Search the data for the string "payload" and copy each line where it turns up.

··· EXCERPTED DATA ···

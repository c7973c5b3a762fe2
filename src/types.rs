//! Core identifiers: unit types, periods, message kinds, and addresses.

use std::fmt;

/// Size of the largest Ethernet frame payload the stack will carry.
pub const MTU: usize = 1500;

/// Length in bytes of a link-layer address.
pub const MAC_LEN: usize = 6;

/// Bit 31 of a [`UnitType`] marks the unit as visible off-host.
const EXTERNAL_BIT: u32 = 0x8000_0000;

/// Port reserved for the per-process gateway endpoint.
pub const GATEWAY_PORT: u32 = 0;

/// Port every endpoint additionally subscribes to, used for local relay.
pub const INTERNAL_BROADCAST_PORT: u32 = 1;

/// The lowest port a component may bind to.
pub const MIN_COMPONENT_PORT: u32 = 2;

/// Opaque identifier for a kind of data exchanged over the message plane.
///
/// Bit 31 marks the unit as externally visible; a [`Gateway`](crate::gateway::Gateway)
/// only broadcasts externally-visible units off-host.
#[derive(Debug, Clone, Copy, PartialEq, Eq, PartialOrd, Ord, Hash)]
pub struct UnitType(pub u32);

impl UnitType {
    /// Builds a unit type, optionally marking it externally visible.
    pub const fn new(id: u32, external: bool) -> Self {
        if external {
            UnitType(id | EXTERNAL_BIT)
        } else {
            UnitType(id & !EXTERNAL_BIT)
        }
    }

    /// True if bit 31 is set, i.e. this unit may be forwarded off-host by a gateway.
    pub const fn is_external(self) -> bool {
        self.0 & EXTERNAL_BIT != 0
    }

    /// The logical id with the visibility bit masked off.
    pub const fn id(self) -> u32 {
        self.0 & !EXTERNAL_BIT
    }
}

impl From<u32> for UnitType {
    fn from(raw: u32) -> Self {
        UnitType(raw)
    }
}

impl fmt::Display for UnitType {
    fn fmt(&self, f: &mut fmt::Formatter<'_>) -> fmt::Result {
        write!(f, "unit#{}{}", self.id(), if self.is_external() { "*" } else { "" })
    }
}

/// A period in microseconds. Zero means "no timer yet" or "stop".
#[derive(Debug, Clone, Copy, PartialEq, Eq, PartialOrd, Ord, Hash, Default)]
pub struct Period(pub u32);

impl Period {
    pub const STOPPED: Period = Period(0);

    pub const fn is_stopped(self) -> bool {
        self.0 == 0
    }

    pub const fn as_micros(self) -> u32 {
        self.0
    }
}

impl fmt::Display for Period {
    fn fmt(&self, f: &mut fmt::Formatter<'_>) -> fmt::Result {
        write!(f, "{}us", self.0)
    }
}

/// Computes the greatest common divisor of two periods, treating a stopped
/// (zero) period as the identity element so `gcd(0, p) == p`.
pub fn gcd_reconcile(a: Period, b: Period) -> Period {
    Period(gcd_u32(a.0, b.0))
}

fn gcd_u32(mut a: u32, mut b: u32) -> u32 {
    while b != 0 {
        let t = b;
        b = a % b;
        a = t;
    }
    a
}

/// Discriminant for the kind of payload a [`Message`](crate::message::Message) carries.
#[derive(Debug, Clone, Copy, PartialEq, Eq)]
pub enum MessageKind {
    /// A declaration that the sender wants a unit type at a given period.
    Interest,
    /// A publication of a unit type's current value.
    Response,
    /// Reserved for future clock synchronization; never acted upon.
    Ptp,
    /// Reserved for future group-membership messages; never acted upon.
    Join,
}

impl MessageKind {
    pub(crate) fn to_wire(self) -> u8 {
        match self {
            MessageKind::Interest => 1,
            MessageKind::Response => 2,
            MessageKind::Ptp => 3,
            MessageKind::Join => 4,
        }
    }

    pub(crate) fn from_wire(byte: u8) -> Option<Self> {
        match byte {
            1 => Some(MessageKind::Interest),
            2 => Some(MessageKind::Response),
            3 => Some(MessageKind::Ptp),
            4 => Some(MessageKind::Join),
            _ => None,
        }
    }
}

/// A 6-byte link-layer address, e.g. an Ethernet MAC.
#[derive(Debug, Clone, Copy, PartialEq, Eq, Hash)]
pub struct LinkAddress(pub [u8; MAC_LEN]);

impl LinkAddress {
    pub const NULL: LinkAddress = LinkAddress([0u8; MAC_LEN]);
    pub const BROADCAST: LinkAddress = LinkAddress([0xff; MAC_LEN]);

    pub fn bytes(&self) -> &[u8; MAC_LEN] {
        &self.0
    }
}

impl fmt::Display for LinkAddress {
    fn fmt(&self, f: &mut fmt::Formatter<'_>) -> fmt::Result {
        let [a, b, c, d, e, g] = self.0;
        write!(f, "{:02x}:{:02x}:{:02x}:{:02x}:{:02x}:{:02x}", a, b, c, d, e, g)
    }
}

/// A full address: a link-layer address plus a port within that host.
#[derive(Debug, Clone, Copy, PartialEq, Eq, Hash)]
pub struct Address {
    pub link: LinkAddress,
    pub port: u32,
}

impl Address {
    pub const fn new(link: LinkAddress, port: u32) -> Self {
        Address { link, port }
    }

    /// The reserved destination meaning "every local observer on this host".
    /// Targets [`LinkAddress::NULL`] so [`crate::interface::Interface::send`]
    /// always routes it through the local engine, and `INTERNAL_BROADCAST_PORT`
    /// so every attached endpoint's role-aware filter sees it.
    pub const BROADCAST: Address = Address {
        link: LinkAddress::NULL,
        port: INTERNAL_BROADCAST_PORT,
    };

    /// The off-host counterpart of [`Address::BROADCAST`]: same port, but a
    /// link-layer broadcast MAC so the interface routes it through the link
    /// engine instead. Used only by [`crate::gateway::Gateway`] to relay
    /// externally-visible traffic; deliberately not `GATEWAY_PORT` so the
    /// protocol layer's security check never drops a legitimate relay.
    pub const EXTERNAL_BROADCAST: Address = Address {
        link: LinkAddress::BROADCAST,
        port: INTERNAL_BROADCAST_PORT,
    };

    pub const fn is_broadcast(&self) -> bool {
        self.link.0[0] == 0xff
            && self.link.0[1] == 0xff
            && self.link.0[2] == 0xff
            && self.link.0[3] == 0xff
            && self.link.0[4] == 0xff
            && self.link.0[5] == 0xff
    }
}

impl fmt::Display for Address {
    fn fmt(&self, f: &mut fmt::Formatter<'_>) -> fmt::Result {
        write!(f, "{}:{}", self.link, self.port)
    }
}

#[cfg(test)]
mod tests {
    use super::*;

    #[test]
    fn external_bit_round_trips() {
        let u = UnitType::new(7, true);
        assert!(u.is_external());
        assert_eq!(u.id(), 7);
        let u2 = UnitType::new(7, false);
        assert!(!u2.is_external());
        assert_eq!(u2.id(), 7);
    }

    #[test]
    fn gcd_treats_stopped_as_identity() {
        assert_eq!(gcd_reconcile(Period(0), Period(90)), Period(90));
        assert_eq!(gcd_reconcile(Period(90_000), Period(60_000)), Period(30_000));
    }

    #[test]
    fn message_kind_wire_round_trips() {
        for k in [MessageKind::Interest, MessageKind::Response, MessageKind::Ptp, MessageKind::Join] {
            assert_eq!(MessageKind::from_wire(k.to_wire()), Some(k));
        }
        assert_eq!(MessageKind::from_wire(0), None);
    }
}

···

## RESPONSE AREA
/// Size of the largest Ethernet frame payload the stack will carry.
/// Discriminant for the kind of payload a [`Message`](crate::message::Message) carries.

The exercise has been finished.